So you have emailed venture capital after venture capital without any measure of success. Why isn’t it working? The simple answer is that everybody is doing the very same thing. When you reach out to VCs, you need to make yourself stand out from the rest of the people out there.
This is done by ways of introduction. Okay, so you don’t have any contacts that are in contact with a VC. Where most others quit at this point, after they have been on LinkedIn for months trying to get into contact with the right people a real hustler plays his strategic game for the long haul. This strategy, called portfolio mining can grow your tiny network into a truly huge one. The thing of it is, you will have to spend a lot of time constantly at it and do a bunch of networking. Here’s how it can be done:
Identify the venture firms you want to target. Not all of these firms are identical. They may specialize in different sectors like SAAS, health and mining. They may also specialize in specific investment stages that could include seed, series A or later stages. To find a bit more info about who may be approached you can google venture capitalist list to find an array of results. You will find results for the Australian scene in the same way. Once you have identified who you are going to target you can visit their website.
To use an example, if I were to build an SAAS product for the American market I may decide to look at Square Peg Capital. Next you will need to click the particular link on the page of your VC of choice to see what qualifies as a portfolio or investment to them or just click companies. Square Peg has seen the funding of a huge amount of investments and they can all be viewed there. At this point being strategic becomes part of the game. Instead of sending the same old email to Square Peg, the same as everybody else you need to find other ways of connecting with a portfolio company.

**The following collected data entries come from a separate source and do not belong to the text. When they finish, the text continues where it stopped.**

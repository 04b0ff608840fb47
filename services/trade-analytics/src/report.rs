//! Per-item report files

use crate::ItemAnalysis;
use crate::aggregators::AggregatedObservation;
use crate::chart::ItemChart;
use anyhow::{Context, Result};
use std::fs::{self, File};
use std::io::{BufWriter, Write};
use std::path::{Path, PathBuf};
use tracing::info;

/// Column order of the observations CSV
pub const OBSERVATION_COLUMNS: [&str; 11] = [
    "time",
    "item",
    "seller",
    "buyer",
    "price",
    "quantity",
    "unitary_price",
    "total_trades",
    "cumulative_count",
    "cumulative_trades",
    "Amount/Trade",
];

/// Files written for one item
#[derive(Debug, Clone, PartialEq, Eq)]
pub struct WrittenReport {
    /// Observations CSV
    pub csv_path: PathBuf,
    /// Chart JSON
    pub chart_path: PathBuf,
}

/// Filesystem-safe file stem for an item name
///
/// Lowercase ASCII alphanumerics are kept, every other run of characters
/// becomes a single `_`.
#[must_use]
pub fn item_slug(item: &str) -> String {
    let mut slug = String::with_capacity(item.len());
    for c in item.chars() {
        if c.is_ascii_alphanumeric() {
            slug.push(c.to_ascii_lowercase());
        } else if !slug.ends_with('_') {
            slug.push('_');
        }
    }

    let slug = slug.trim_matches('_');
    if slug.is_empty() {
        "item".to_string()
    } else {
        slug.to_string()
    }
}

/// Write observations as CSV, header included even when empty
pub fn write_observations_csv(path: &Path, observations: &[AggregatedObservation]) -> Result<()> {
    let mut writer = csv::WriterBuilder::new()
        .has_headers(false)
        .from_path(path)
        .with_context(|| format!("Failed to create {}", path.display()))?;

    writer.write_record(OBSERVATION_COLUMNS)?;
    for observation in observations {
        writer.serialize(observation)?;
    }
    writer.flush()?;
    Ok(())
}

/// Write the chart description as pretty JSON
pub fn write_chart_json(path: &Path, chart: &ItemChart) -> Result<()> {
    let file = File::create(path).with_context(|| format!("Failed to create {}", path.display()))?;
    let mut writer = BufWriter::new(file);
    serde_json::to_writer_pretty(&mut writer, chart)?;
    writer.flush()?;
    Ok(())
}

/// Write both report files for one item under `dir`
pub fn write_item_report(dir: &Path, analysis: &ItemAnalysis) -> Result<WrittenReport> {
    fs::create_dir_all(dir).with_context(|| format!("Failed to create {}", dir.display()))?;

    let slug = item_slug(&analysis.item);
    let report = WrittenReport {
        csv_path: dir.join(format!("{slug}.csv")),
        chart_path: dir.join(format!("{slug}.chart.json")),
    };

    write_observations_csv(&report.csv_path, &analysis.observations)?;
    write_chart_json(&report.chart_path, &analysis.chart)?;

    info!(
        "Wrote {} observations for {} to {}",
        analysis.observations.len(),
        analysis.item,
        report.csv_path.display()
    );
    Ok(report)
}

Do you have a friend or acquaintance working there or can you get the information for the next meeting where the CEO will be speaking? It has happened previously where a founder went through the twitter feed of a CEO and in doing so got information about the place where this CEO regularly has their coffee and then planned to bump into them, giving them the chance for a personal Q and A. The goal of organizing such a meeting is to get a chance to offer help or ask for advice. You need to establish a casual atmosphere where you can ask questions like how they found Square Peg and to make sure that this firm did invest in their company. In this way you will get a firsthand opinion of the considered VC and you may even be introduced after chatting a couple more times. You are now in a position where your network has grown to include a person that may be able to introduce you to your VC of choice.
With the use of this strategy (repeatedly) you will ensure you become well networked and well known. You need to start your research immediately and start meeting founders using this mining method a.s.a.p too. You cannot go wrong in offering the CEO of the preferred portfolio company something they don’t usually hear. Inquire about ways in which you can be of assistance to them. CEOs are used to being accosted for an array of reasons and once they hear that you have something to offer them you are very likely to really capture their attention.